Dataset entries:
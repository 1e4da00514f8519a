//! JSON request/response surface over `tiny_http`.

use crate::bridge::Bridge;
use crate::chat::InstructionQueue;
use crate::{Error, Result};
use serde_json::{json, Value};
use std::sync::{Arc, Mutex, MutexGuard};
use tiny_http::{Header, Method, Request, Response, Server};

#[derive(Clone)]
pub struct ApiServer {
    bridge: Bridge,
    chat: Arc<Mutex<InstructionQueue>>,
}

impl ApiServer {
    pub fn new(bridge: Bridge, chat: Arc<Mutex<InstructionQueue>>) -> Self {
        Self { bridge, chat }
    }

    pub fn bridge(&self) -> &Bridge {
        &self.bridge
    }

    /// Shared handle for whatever feeds game chat into the queue.
    pub fn chat_queue(&self) -> Arc<Mutex<InstructionQueue>> {
        self.chat.clone()
    }

    fn queue(&self) -> MutexGuard<'_, InstructionQueue> {
        self.chat.lock().unwrap_or_else(|poisoned| poisoned.into_inner())
    }

    /// Move chat the agent received into the instruction queue.
    fn sync_chat(&self) -> Result<()> {
        let lines = self.bridge.chat_blocking()?;
        if lines.is_empty() {
            return Ok(());
        }
        let mut q = self.queue();
        for line in lines {
            q.on_chat(&line.username, &line.message, line.timestamp);
        }
        Ok(())
    }

    pub fn bind(addr: &str) -> Result<Server> {
        Server::http(addr).map_err(|e| Error::Other(format!("bind {}: {}", addr, e)))
    }

    /// Answer requests until the listener shuts down.
    pub fn serve(&self, server: Server) {
        for request in server.incoming_requests() {
            self.respond(request);
        }
    }

    fn respond(&self, request: Request) {
        let path = request.url().split('?').next().unwrap_or("/").to_string();
        let (status, body) = self.handle(request.method(), &path);
        log::debug!("{} {} -> {}", request.method(), path, status);

        let mut response = Response::from_string(body.to_string()).with_status_code(status);
        if let Ok(header) = Header::from_bytes(&b"Content-Type"[..], &b"application/json"[..]) {
            response = response.with_header(header);
        }
        if let Err(e) = request.respond(response) {
            log::warn!("failed to write response for {}: {}", path, e);
        }
    }

    /// Route one request to its JSON answer.
    pub fn handle(&self, method: &Method, path: &str) -> (u16, Value) {
        if path.starts_with("/chat/") {
            if let Err(e) = self.sync_chat() {
                log::warn!("could not fetch agent chat: {}", e);
            }
        }
        let result = match (method, path) {
            (Method::Post, "/screenshot") => self
                .bridge
                .capture_blocking()
                .and_then(|resp| serde_json::to_value(resp).map_err(|e| Error::Other(e.to_string()))),
            (Method::Get, "/status") => self.bridge.connection_blocking().map(|c| {
                json!({
                    "success": true,
                    "connected": c.connected,
                    "username": c.username,
                })
            }),
            (Method::Get, "/viewer/status") => self
                .bridge
                .status_blocking()
                .and_then(|s| serde_json::to_value(s).map_err(|e| Error::Other(e.to_string()))),
            (Method::Get, "/observation") => self.bridge.observation_blocking().map(|obs| match obs {
                Some(obs) => json!({ "success": true, "observation": obs }),
                None => json!({ "success": false, "error": "agent not connected" }),
            }),
            (Method::Post, "/chat/instructions") => {
                let q = self.queue();
                let pending: Vec<_> = q.pending().collect();
                Ok(json!({
                    "success": true,
                    "instructions": pending,
                    "current": q.current(),
                }))
            }
            (Method::Post, "/chat/start_instruction") => {
                let mut q = self.queue();
                Ok(json!({ "success": true, "instruction": q.start_next() }))
            }
            (Method::Post, "/chat/clear_instruction") => {
                self.queue().clear_current();
                Ok(json!({ "success": true }))
            }
            _ => return (404, json!({ "success": false, "error": format!("no route for {}", path) })),
        };

        match result {
            Ok(body) => (200, body),
            Err(e) => {
                log::error!("{} {} failed: {}", method, path, e);
                (500, json!({ "success": false, "error": e.to_string() }))
            }
        }
    }
}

WORK TASK —
Restate the records word for word, keeping every line.

REPLY —
repository 1e4da00514f8519a
//! JSON request/response surface over `tiny_http`.

use crate::bridge::Bridge;
use crate::chat::InstructionQueue;
use crate::{Error, Result};
use serde_json::{json, Value};
use std::sync::{Arc, Mutex, MutexGuard};
use tiny_http::{Header, Method, Request, Response, Server};

#[derive(Clone)]
pub struct ApiServer {
    bridge: Bridge,
    chat: Arc<Mutex<InstructionQueue>>,
}

impl ApiServer {
    pub fn new(bridge: Bridge, chat: Arc<Mutex<InstructionQueue>>) -> Self {
        Self { bridge, chat }
    }

    pub fn bridge(&self) -> &Bridge {
        &self.bridge
    }

    /// Shared handle for whatever feeds game chat into the queue.
    pub fn chat_queue(&self) -> Arc<Mutex<InstructionQueue>> {
        self.chat.clone()
    }

    fn queue(&self) -> MutexGuard<'_, InstructionQueue> {
        self.chat.lock().unwrap_or_else(|poisoned| poisoned.into_inner())
    }

    /// Move chat the agent received into the instruction queue.
    fn sync_chat(&self) -> Result<()> {
        let lines = self.bridge.chat_blocking()?;
        if lines.is_empty() {
            return Ok(());
        }
        let mut q = self.queue();
        for line in lines {
            q.on_chat(&line.username, &line.message, line.timestamp);
        }
        Ok(())
    }

    pub fn bind(addr: &str) -> Result<Server> {
        Server::http(addr).map_err(|e| Error::Other(format!("bind {}: {}", addr, e)))
    }

    /// Answer requests until the listener shuts down.
    pub fn serve(&self, server: Server) {
        for request in server.incoming_requests() {
            self.respond(request);
        }
    }

    fn respond(&self, request: Request) {
        let path = request.url().split('?').next().unwrap_or("/").to_string();
        let (status, body) = self.handle(request.method(), &path);
        log::debug!("{} {} -> {}", request.method(), path, status);

        let mut response = Response::from_string(body.to_string()).with_status_code(status);
        if let Ok(header) = Header::from_bytes(&b"Content-Type"[..], &b"application/json"[..]) {
            response = response.with_header(header);
        }
        if let Err(e) = request.respond(response) {
            log::warn!("failed to write response for {}: {}", path, e);
        }
    }

    /// Route one request to its JSON answer.
    pub fn handle(&self, method: &Method, path: &str) -> (u16, Value) {
        if path.starts_with("/chat/") {
            if let Err(e) = self.sync_chat() {
                log::warn!("could not fetch agent chat: {}", e);
            }
        }
        let result = match (method, path) {
            (Method::Post, "/screenshot") => self
                .bridge
                .capture_blocking()
                .and_then(|resp| serde_json::to_value(resp).map_err(|e| Error::Other(e.to_string()))),
            (Method::Get, "/status") => self.bridge.connection_blocking().map(|c| {
                json!({
                    "success": true,
                    "connected": c.connected,
                    "username": c.username,
                })
            }),
            (Method::Get, "/viewer/status") => self
                .bridge
                .status_blocking()
                .and_then(|s| serde_json::to_value(s).map_err(|e| Error::Other(e.to_string()))),
            (Method::Get, "/observation") => self.bridge.observation_blocking().map(|obs| match obs {
                Some(obs) => json!({ "success": true, "observation": obs }),
                None => json!({ "success": false, "error": "agent not connected" }),
            }),
            (Method::Post, "/chat/instructions") => {
                let q = self.queue();
                let pending: Vec<_> = q.pending().collect();
                Ok(json!({
                    "success": true,
                    "instructions": pending,
                    "current": q.current(),
                }))
            }
            (Method::Post, "/chat/start_instruction") => {
                let mut q = self.queue();
                Ok(json!({ "success": true, "instruction": q.start_next() }))
            }
            (Method::Post, "/chat/clear_instruction") => {
                self.queue().clear_current();
                Ok(json!({ "success": true }))
            }
            _ => return (404, json!({ "success": false, "error": format!("no route for {}", path) })),
        };

        match result {
            Ok(body) => (200, body),
            Err(e) => {
                log::error!("{} {} failed: {}", method, path, e);
                (500, json!({ "success": false, "error": e.to_string() }))
            }
        }
    }
}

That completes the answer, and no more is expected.